For the first year of his life, Benjamin’s head circumference was consistently around the 50th percentile compared to other children his age. On Dec. 1, 2008, Ben’s head circumference increased to the 75th percentile. At the time of his death a few short weeks later, Ben’s head measured in the 95th percentile, the motion states.

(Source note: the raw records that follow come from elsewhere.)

use std::sync::Arc;

use tokio::sync::oneshot;
use tracing::Instrument;

use crate::mailbox::{Mailbox, Query};
use crate::scheduler::run_actor;
use crate::{ActorDeadError, Message};

/// Handle to an actor.
///
/// The actor owns its state exclusively; the only way to touch it is to
/// send a [`Message`], which the actor handles one at a time in the order
/// they were sent.
pub struct Actor<S> {
    mailbox: Arc<Mailbox<S>>,
}

impl<S: Send + 'static> Actor<S> {
    /// Spawns a new actor on the current tokio runtime with the specified
    /// state and an optional label for tracing.
    pub fn spawn(state: S, label: Option<&str>) -> Self {
        let (mailbox, inbox) = Mailbox::open();
        let mailbox = Arc::new(mailbox);
        tokio::spawn(
            run_actor(Arc::downgrade(&mailbox), state, inbox)
                .instrument(trace_span!("actor", label = label)),
        );
        Self { mailbox }
    }

    #[inline]
    pub(crate) fn from_mailbox(mailbox: Arc<Mailbox<S>>) -> Self {
        Self { mailbox }
    }

    /// Sends a message to the actor.
    #[inline]
    pub fn send<M: Message<S>>(&self, msg: M) -> Result<(), ActorDeadError> {
        self.mailbox.post(Box::new(msg))
    }

    /// Runs `read` against the state after every message sent before it
    /// has been handled, and returns what it produced.
    pub async fn query<R, F>(&self, read: F) -> Result<R, ActorDeadError>
    where
        R: Send + 'static,
        F: FnOnce(&S) -> R + Send + 'static,
    {
        let (reply_tx, reply_rx) = oneshot::channel();
        self.send(Query {
            read: Box::new(read),
            reply_tx,
        })?;
        reply_rx.await.map_err(|_| ActorDeadError)
    }

    /// Asks the actor to stop.
    ///
    /// The actor finishes the message it is currently handling, then quits
    /// without handling the rest of its mailbox.
    #[inline]
    pub fn try_kill(&self) {
        self.mailbox.kill();
    }
}

impl<S> Clone for Actor<S> {
    #[inline]
    fn clone(&self) -> Self {
        Self {
            mailbox: Arc::clone(&self.mailbox),
        }
    }
}
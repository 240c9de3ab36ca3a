//! Conversation-related types.

use std::slice;

use chrono::{DateTime, Local};

/// Who wrote a message.
#[derive(Clone, Copy, Debug, PartialEq, Eq, Hash)]
pub enum Sender {
    /// The person typing into the widget.
    User,
    /// The assistant, whether it is a demo reply, a live reply, or an
    /// error notice.
    Assistant,
}

/// A message in the conversation. Immutable once created.
#[derive(Clone, Debug, PartialEq, Eq)]
pub struct Message {
    sender: Sender,
    text: String,
    created_at: DateTime<Local>,
}

impl Message {
    /// Creates a message stamped with the current local time.
    #[inline]
    pub fn new<S: Into<String>>(sender: Sender, text: S) -> Self {
        Self {
            sender,
            text: text.into(),
            created_at: Local::now(),
        }
    }

    /// Returns who wrote this message.
    #[inline]
    pub fn sender(&self) -> Sender {
        self.sender
    }

    /// Returns the message text.
    #[inline]
    pub fn text(&self) -> &str {
        &self.text
    }

    /// Returns when the message was created.
    #[inline]
    pub fn created_at(&self) -> DateTime<Local> {
        self.created_at
    }

    /// Returns the creation time formatted as local wall-clock time.
    #[inline]
    pub fn local_time(&self) -> String {
        self.created_at.format("%H:%M:%S").to_string()
    }
}

/// The ordered, append-only record of the messages in this session.
///
/// Only the controller appends to it, so from the outside the transcript
/// is read-only. It is never persisted.
#[derive(Clone, Debug, Default, PartialEq, Eq)]
pub struct Transcript {
    messages: Vec<Message>,
}

impl Transcript {
    #[inline]
    pub(crate) fn push(&mut self, message: Message) {
        self.messages.push(message);
    }

    /// Returns the number of messages.
    #[inline]
    pub fn len(&self) -> usize {
        self.messages.len()
    }

    /// Returns `true` if nothing has been appended yet.
    #[inline]
    pub fn is_empty(&self) -> bool {
        self.messages.is_empty()
    }

    /// Returns the most recent message.
    #[inline]
    pub fn last(&self) -> Option<&Message> {
        self.messages.last()
    }

    /// Returns the messages in append order.
    #[inline]
    pub fn messages(&self) -> &[Message] {
        &self.messages
    }

    /// Iterates over the messages in append order.
    #[inline]
    pub fn iter(&self) -> slice::Iter<'_, Message> {
        self.messages.iter()
    }
}

impl<'a> IntoIterator for &'a Transcript {
    type Item = &'a Message;
    type IntoIter = slice::Iter<'a, Message>;

    #[inline]
    fn into_iter(self) -> Self::IntoIter {
        self.iter()
    }
}

#[cfg(test)]
mod tests {
    use super::*;

    #[test]
    fn test_append_order() {
        let mut transcript = Transcript::default();
        assert!(transcript.is_empty());

        transcript.push(Message::new(Sender::User, "Hi"));
        transcript.push(Message::new(Sender::Assistant, "Hello!"));
        transcript.push(Message::new(Sender::User, "Bye"));

        let texts: Vec<_> = transcript.iter().map(Message::text).collect();
        assert_eq!(texts, ["Hi", "Hello!", "Bye"]);
        assert_eq!(transcript.len(), 3);
        assert_eq!(transcript.last().map(Message::sender), Some(Sender::User));

        let messages = transcript.messages();
        assert!(messages[0].created_at() <= messages[2].created_at());
    }

    #[test]
    fn test_local_time() {
        let message = Message::new(Sender::Assistant, "Hello!");
        let formatted = message.local_time();
        assert_eq!(formatted.len(), 8);
        assert_eq!(formatted.matches(':').count(), 2);
    }
}
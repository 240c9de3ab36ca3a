use std::pin::Pin;
use std::sync::Arc;

use chat_widget_model::{
    ModelProvider, ModelProviderError, ModelReply, ModelRequest,
};
use tracing::Instrument;

type SendRequestResult = Result<ModelReply, Box<dyn ModelProviderError>>;
type BoxedSendRequestFuture =
    Pin<Box<dyn Future<Output = SendRequestResult> + Send>>;
type HandlerFn =
    Arc<dyn Fn(ModelRequest) -> BoxedSendRequestFuture + Send + Sync>;

/// A wrapper around a model provider that provides a type-erased interface
/// for the controller.
#[derive(Clone)]
pub struct ModelClient {
    handler_fn: HandlerFn,
}

impl ModelClient {
    #[inline]
    pub fn new<P: ModelProvider + 'static>(provider: P) -> Self {
        // Erase `P` so that the controller state doesn't need a generic
        // parameter.
        let handler_fn: HandlerFn = Arc::new(move |req| {
            let fut = provider.send_request(&req);
            Box::pin(
                async move {
                    trace!("got a request: {req:?}");
                    match fut.await {
                        Ok(reply) => {
                            trace!("got a reply of {} bytes", reply.text.len());
                            Ok(reply)
                        }
                        Err(err) => {
                            debug!("got an error: {err}");
                            Err(Box::new(err) as Box<dyn ModelProviderError>)
                        }
                    }
                }
                .instrument(trace_span!("model client req")),
            )
        });
        Self { handler_fn }
    }

    /// Sends a request and returns a future for the reply.
    ///
    /// The request is issued right away; the returned future doesn't borrow
    /// the client, so it can be moved into a spawned task.
    #[inline]
    pub fn send_request(&self, req: ModelRequest) -> BoxedSendRequestFuture {
        (self.handler_fn)(req)
    }
}

#[cfg(test)]
mod tests {
    use chat_widget_model::ErrorKind;
    use chat_widget_test_model::{PresetResponse, TestModelProvider};

    use super::*;

    #[tokio::test]
    async fn test_send_request() {
        let mut model_provider = TestModelProvider::default();
        model_provider.add_response(PresetResponse::reply("How are you?"));
        let observer = model_provider.clone();

        let model_client = ModelClient::new(model_provider);
        let reply = model_client
            .send_request(ModelRequest::new("Hi", "key"))
            .await
            .unwrap();
        assert_eq!(reply.text, "How are you?");
        assert_eq!(observer.received_requests().len(), 1);
    }

    #[tokio::test]
    async fn test_error_handling() {
        let mut model_provider = TestModelProvider::default();
        model_provider
            .add_response(PresetResponse::failure(ErrorKind::MissingCandidate));
        let model_client = ModelClient::new(model_provider);

        let err = model_client
            .send_request(ModelRequest::new("Hi", "key"))
            .await
            .unwrap_err();
        assert_eq!(err.kind(), ErrorKind::MissingCandidate);

        // The script is exhausted now.
        let err = model_client
            .send_request(ModelRequest::new("Hi", "key"))
            .await
            .unwrap_err();
        assert_eq!(err.kind(), ErrorKind::Transport);
    }
}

Perhaps the most significant charge in the motion came after the anonymous tip was phoned into Calusinski’s father on June 10, 2015. Paul Calusinski received the phone call on his cellphone from a number that was listed as “private.” A male voice said, “Mr. Calusinski, you need to tell your attorneys to get the second set of x-rays of Ben Kingan from the Lake County Coroner’s Office,” according to the motion.

Lake County Coroner Thomas Rudd located the second set of x-rays, which he turned over to Zellner and forensic pathologist Nancy Jones, the former Cook County medical examiner.

At trial, Paul DeLuca, one of Calusinski’s trial attorneys, subpoenaed all of Benjamin’s X-rays and was given a copy of X-rays that could not be read.

But the second set of X-rays was clear. Zellner in the motion contends that prosecutors committed a serious discovery violation in failing to hand over the clear set.

In addition, Chief Deputy Coroner Paul Foreman is quoted in the motion, saying that “I was present when Dr. Choi reviewed the X-rays, including the head x-ray, and observed him reviewing the x-rays. All of the x-rays that I took were clear and readable.”

Also, while the state referenced the skull fracture no less than 32 times during the trial, according to the motion, after looking at the X-ray, Jones said that there is no fracture. What Choi noted as a fracture is actually an accessory suture, which is the growth plate that allows the skull to expand while the brain grows.

Before this motion, Lake County’s top prosecutor, Mike Nerheim, has repeatedly declined to reopen Calusinski’s case or to put it in front of the wrongful convictions panel that he formed shortly after being elected in 2012. Nerheim has said that he reviewed the case and has found nothing to give him pause about the guilty verdict.

Nerheim said in an email Tuesday afternoon that he had not yet seen the court petition and offered no additional comment.

Since 2010, six men, who collectively spent a total of 95 years in prison, have been exonerated for wrongful convictions in Lake County.